Equipment Required

Side Scan Sonar

The Side scan sonar system's transducer is housed in a towfish, which is towed through the water a few feet above the bottom. The reflected acoustic returns are processed into an image similar to an aerial photograph, which is viewed real-time on a computer monitor in the towing vessel. Typically, the side scan sonar searches a swath 60 to 160 feet wide at about 2 miles per hour, although other ranges can be used depending upon the size of the object being sought.
Establishing a society is only the first step to making this dream a reality.  It is estimated that over $350,000 dollars will have to be raised in order to finance all the equipment and training necessary.  The initial steps have been accomplished in establishing a non-profit society, but this is only the beginning of a long journey to make this dream a reality.

Why do we need this?


Our experience has highlighted a huge gap in emergency services in Canada.  Police budgets cannot absorb all the demands of this work.
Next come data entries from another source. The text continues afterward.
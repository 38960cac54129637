use std::env;

use anyhow::{Context, Result};

use crate::graph::DEFAULT_EDGE_THRESHOLD;
use crate::metrics::Metric;

/// Topic models usually drop topics below this mass.
pub const DEFAULT_MINIMUM_PROBABILITY: f64 = 1e-8;

/// Central configuration loaded from environment variables.
///
/// The .env file is loaded automatically at startup via dotenvy. Command
/// line flags take precedence over anything set here.
#[derive(Debug, Clone, PartialEq)]
pub struct Config {
    /// Weight above which a graph edge is strong (DOCDIST_EDGE_THRESHOLD)
    pub edge_threshold: f64,
    /// Entries of distribution inputs below this are dropped
    /// (DOCDIST_MINIMUM_PROBABILITY)
    pub minimum_probability: f64,
    /// Metric used by `docdist distance` when none is given (DOCDIST_METRIC)
    pub default_metric: Metric,
}

impl Default for Config {
    fn default() -> Self {
        Self {
            edge_threshold: DEFAULT_EDGE_THRESHOLD,
            minimum_probability: DEFAULT_MINIMUM_PROBABILITY,
            default_metric: Metric::Hellinger,
        }
    }
}

impl Config {
    /// Load configuration from environment variables.
    ///
    /// Unset variables fall back to defaults; set but malformed ones are an
    /// error naming the variable.
    pub fn load() -> Result<Self> {
        Self::from_lookup(|key| env::var(key).ok())
    }

    /// Build a config from an arbitrary key lookup.
    pub fn from_lookup(lookup: impl Fn(&str) -> Option<String>) -> Result<Self> {
        let defaults = Self::default();

        let edge_threshold = match lookup("DOCDIST_EDGE_THRESHOLD") {
            Some(raw) => parse_f64("DOCDIST_EDGE_THRESHOLD", &raw)?,
            None => defaults.edge_threshold,
        };

        let minimum_probability = match lookup("DOCDIST_MINIMUM_PROBABILITY") {
            Some(raw) => {
                let value = parse_f64("DOCDIST_MINIMUM_PROBABILITY", &raw)?;
                if value < 0.0 {
                    anyhow::bail!("DOCDIST_MINIMUM_PROBABILITY must not be negative, got {value}");
                }
                value
            }
            None => defaults.minimum_probability,
        };

        let default_metric = match lookup("DOCDIST_METRIC") {
            Some(raw) => raw
                .parse::<Metric>()
                .with_context(|| format!("DOCDIST_METRIC is not a known metric: '{raw}'"))?,
            None => defaults.default_metric,
        };

        Ok(Self {
            edge_threshold,
            minimum_probability,
            default_metric,
        })
    }
}

fn parse_f64(key: &str, raw: &str) -> Result<f64> {
    let value: f64 = raw
        .trim()
        .parse()
        .with_context(|| format!("{key} must be a number, got '{raw}'"))?;
    if !value.is_finite() {
        anyhow::bail!("{key} must be finite, got '{raw}'");
    }
    Ok(value)
}

#[cfg(test)]
mod tests {
    use super::*;
    use std::collections::HashMap;

    fn lookup(vars: &[(&str, &str)]) -> impl Fn(&str) -> Option<String> {
        let map: HashMap<String, String> = vars
            .iter()
            .map(|(k, v)| (k.to_string(), v.to_string()))
            .collect();
        move |key| map.get(key).cloned()
    }

    #[test]
    fn test_defaults_when_unset() {
        let config = Config::from_lookup(lookup(&[])).unwrap();
        assert_eq!(config, Config::default());
        assert_eq!(config.edge_threshold, 1.25);
    }

    #[test]
    fn test_overrides() {
        let config = Config::from_lookup(lookup(&[
            ("DOCDIST_EDGE_THRESHOLD", "2.0"),
            ("DOCDIST_MINIMUM_PROBABILITY", "0.01"),
            ("DOCDIST_METRIC", "jensen-shannon"),
        ]))
        .unwrap();
        assert_eq!(config.edge_threshold, 2.0);
        assert_eq!(config.minimum_probability, 0.01);
        assert_eq!(config.default_metric, Metric::JensenShannon);
    }

    #[test]
    fn test_malformed_values_name_the_variable() {
        let err = Config::from_lookup(lookup(&[("DOCDIST_EDGE_THRESHOLD", "high")])).unwrap_err();
        assert!(err.to_string().contains("DOCDIST_EDGE_THRESHOLD"));

        let err = Config::from_lookup(lookup(&[("DOCDIST_METRIC", "euclid")])).unwrap_err();
        assert!(err.to_string().contains("DOCDIST_METRIC"));

        let err =
            Config::from_lookup(lookup(&[("DOCDIST_MINIMUM_PROBABILITY", "-1")])).unwrap_err();
        assert!(err.to_string().contains("negative"));
    }
}
// Distance metrics: Hellinger, Jaccard and friends.

pub mod cosine;
pub mod divergence;
pub mod hellinger;
pub mod jaccard;

use std::collections::HashSet;
use std::fmt;
use std::str::FromStr;

use serde::{Deserialize, Serialize};

use crate::document::SparseDistribution;
use crate::errors::{DistanceError, Result};

pub use cosine::cosine_distance;
pub use divergence::{jensen_shannon, kullback_leibler};
pub use hellinger::{hellinger_dense, hellinger_distance};
pub use jaccard::{
    jaccard_distance, jaccard_distance_with, jaccard_set_distance, weighted_jaccard_distance,
};

/// A distance measure that can be applied to two sparse distributions.
#[derive(Debug, Clone, Copy, PartialEq, Eq, Serialize, Deserialize)]
#[serde(rename_all = "kebab-case")]
pub enum Metric {
    Hellinger,
    /// Set Jaccard over the supports (indices with positive mass).
    Jaccard,
    KullbackLeibler,
    JensenShannon,
    Cosine,
}

impl Metric {
    pub const ALL: [Metric; 5] = [
        Metric::Hellinger,
        Metric::Jaccard,
        Metric::KullbackLeibler,
        Metric::JensenShannon,
        Metric::Cosine,
    ];

    pub fn name(&self) -> &'static str {
        match self {
            Metric::Hellinger => "hellinger",
            Metric::Jaccard => "jaccard",
            Metric::KullbackLeibler => "kullback-leibler",
            Metric::JensenShannon => "jensen-shannon",
            Metric::Cosine => "cosine",
        }
    }

    pub fn is_symmetric(&self) -> bool {
        !matches!(self, Metric::KullbackLeibler)
    }

    /// Whether the measure is a true metric (triangle inequality holds).
    pub fn obeys_triangle_inequality(&self) -> bool {
        matches!(self, Metric::Hellinger | Metric::Jaccard)
    }

    /// Whether results are guaranteed to lie in [0, 1].
    pub fn is_bounded(&self) -> bool {
        !matches!(self, Metric::KullbackLeibler)
    }

    pub fn distance(&self, p: &SparseDistribution, q: &SparseDistribution) -> Result<f64> {
        match self {
            Metric::Hellinger => hellinger_distance(p, q),
            Metric::Jaccard => {
                p.validate()?;
                q.validate()?;
                Ok(jaccard_set_distance(&support(p), &support(q)))
            }
            Metric::KullbackLeibler => kullback_leibler(p, q),
            Metric::JensenShannon => jensen_shannon(p, q),
            Metric::Cosine => {
                p.validate()?;
                q.validate()?;
                Ok(cosine_distance(p, q))
            }
        }
    }
}

fn support(dist: &SparseDistribution) -> HashSet<u32> {
    dist.iter().filter(|&(_, p)| p > 0.0).map(|(i, _)| i).collect()
}

impl fmt::Display for Metric {
    fn fmt(&self, f: &mut fmt::Formatter<'_>) -> fmt::Result {
        f.write_str(self.name())
    }
}

impl FromStr for Metric {
    type Err = DistanceError;

    fn from_str(s: &str) -> Result<Self> {
        let normalized = s.trim().to_ascii_lowercase().replace('_', "-");
        match normalized.as_str() {
            "hellinger" => Ok(Metric::Hellinger),
            "jaccard" => Ok(Metric::Jaccard),
            "kullback-leibler" | "kl" => Ok(Metric::KullbackLeibler),
            "jensen-shannon" | "js" => Ok(Metric::JensenShannon),
            "cosine" => Ok(Metric::Cosine),
            _ => Err(DistanceError::invalid(format!("unknown metric '{s}'"))),
        }
    }
}
// Parsing topics printed as weighted word lists.
//
// Topic models commonly render a topic as
//
//   0.300*"bank" + 0.200*"water" + 0.100*"river"
//
// This turns that text back into a distribution over vocabulary indices so
// two topics can be compared with the distribution metrics.

use std::sync::LazyLock;

use regex_lite::Regex;

use crate::document::SparseDistribution;
use crate::errors::{DistanceError, Result};
use crate::vocabulary::Vocabulary;

static TERM_RE: LazyLock<Regex> = LazyLock::new(|| {
    Regex::new(r#"([0-9]*\.?[0-9]+(?:[eE][-+]?[0-9]+)?)\s*\*\s*"([^"]*)""#)
        .expect("topic term pattern is valid")
});

/// Parse a rendered topic into a distribution over `vocabulary` indices.
///
/// Fails with `InvalidInput` on text between terms other than `+`, on an
/// empty topic, and on words the vocabulary does not know.
pub fn parse_topic_string(text: &str, vocabulary: &dyn Vocabulary) -> Result<SparseDistribution> {
    let mut pairs = Vec::new();
    let mut last_end = 0;

    for caps in TERM_RE.captures_iter(text) {
        let (Some(whole), Some(prob), Some(word)) = (caps.get(0), caps.get(1), caps.get(2)) else {
            continue;
        };

        let separator = text[last_end..whole.start()].trim();
        let expected = if pairs.is_empty() { "" } else { "+" };
        if separator != expected {
            return Err(DistanceError::invalid(format!(
                "unexpected '{separator}' before term '{}'",
                whole.as_str()
            )));
        }
        last_end = whole.end();

        let prob: f64 = prob.as_str().parse().map_err(|_| {
            DistanceError::invalid(format!("bad probability '{}'", prob.as_str()))
        })?;
        let word = word.as_str().trim();
        let id = vocabulary
            .token_id(word)
            .ok_or_else(|| DistanceError::invalid(format!("word '{word}' is not in the vocabulary")))?;
        pairs.push((id, prob));
    }

    let trailing = text[last_end..].trim();
    if !trailing.is_empty() {
        return Err(DistanceError::invalid(format!(
            "unexpected trailing text '{trailing}'"
        )));
    }
    if pairs.is_empty() {
        return Err(DistanceError::invalid("topic has no terms"));
    }

    Ok(SparseDistribution::new(pairs))
}

#[cfg(test)]
mod tests {
    use super::*;
    use crate::vocabulary::Dictionary;

    fn vocab() -> Dictionary {
        Dictionary::from_documents(&[vec!["bank", "water", "river", "money"]])
    }

    #[test]
    fn test_parse_basic() {
        let dist = parse_topic_string(r#"0.300*"bank" + 0.200*"water""#, &vocab()).unwrap();
        assert_eq!(dist.iter().collect::<Vec<_>>(), vec![(0, 0.3), (1, 0.2)]);
    }

    #[test]
    fn test_parse_scientific_notation() {
        let dist = parse_topic_string(r#"0.5*"river" + 5e-2*"money""#, &vocab()).unwrap();
        assert!((dist.get(3) - 0.05).abs() < 1e-12);
    }

    #[test]
    fn test_unknown_word_rejected() {
        let err = parse_topic_string(r#"0.3*"tree""#, &vocab()).unwrap_err();
        assert!(err.to_string().contains("tree"));
    }

    #[test]
    fn test_malformed_rejected() {
        assert!(parse_topic_string("", &vocab()).is_err());
        assert!(parse_topic_string(r#"0.3*"bank" - 0.2*"water""#, &vocab()).is_err());
        assert!(parse_topic_string(r#"0.3*"bank" + junk"#, &vocab()).is_err());
    }
}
The police have a sonar unit that they can use but it is limited to depths of 50 feet or less.  As hard as they try, RCMP divers are limited by the depths they can dive and even if they could locate a victim underwater, in many cases, they would be unable to make a recovery.  As well, consideration has to be given to the risk to divers involved in recoveries.

The sonar equipment utilized by Ralston and Associates can locate victims in water as deep as 900 feet.  Their ROV is limited only by cable length to 500 feet (far beyond the reach of any conventional diver).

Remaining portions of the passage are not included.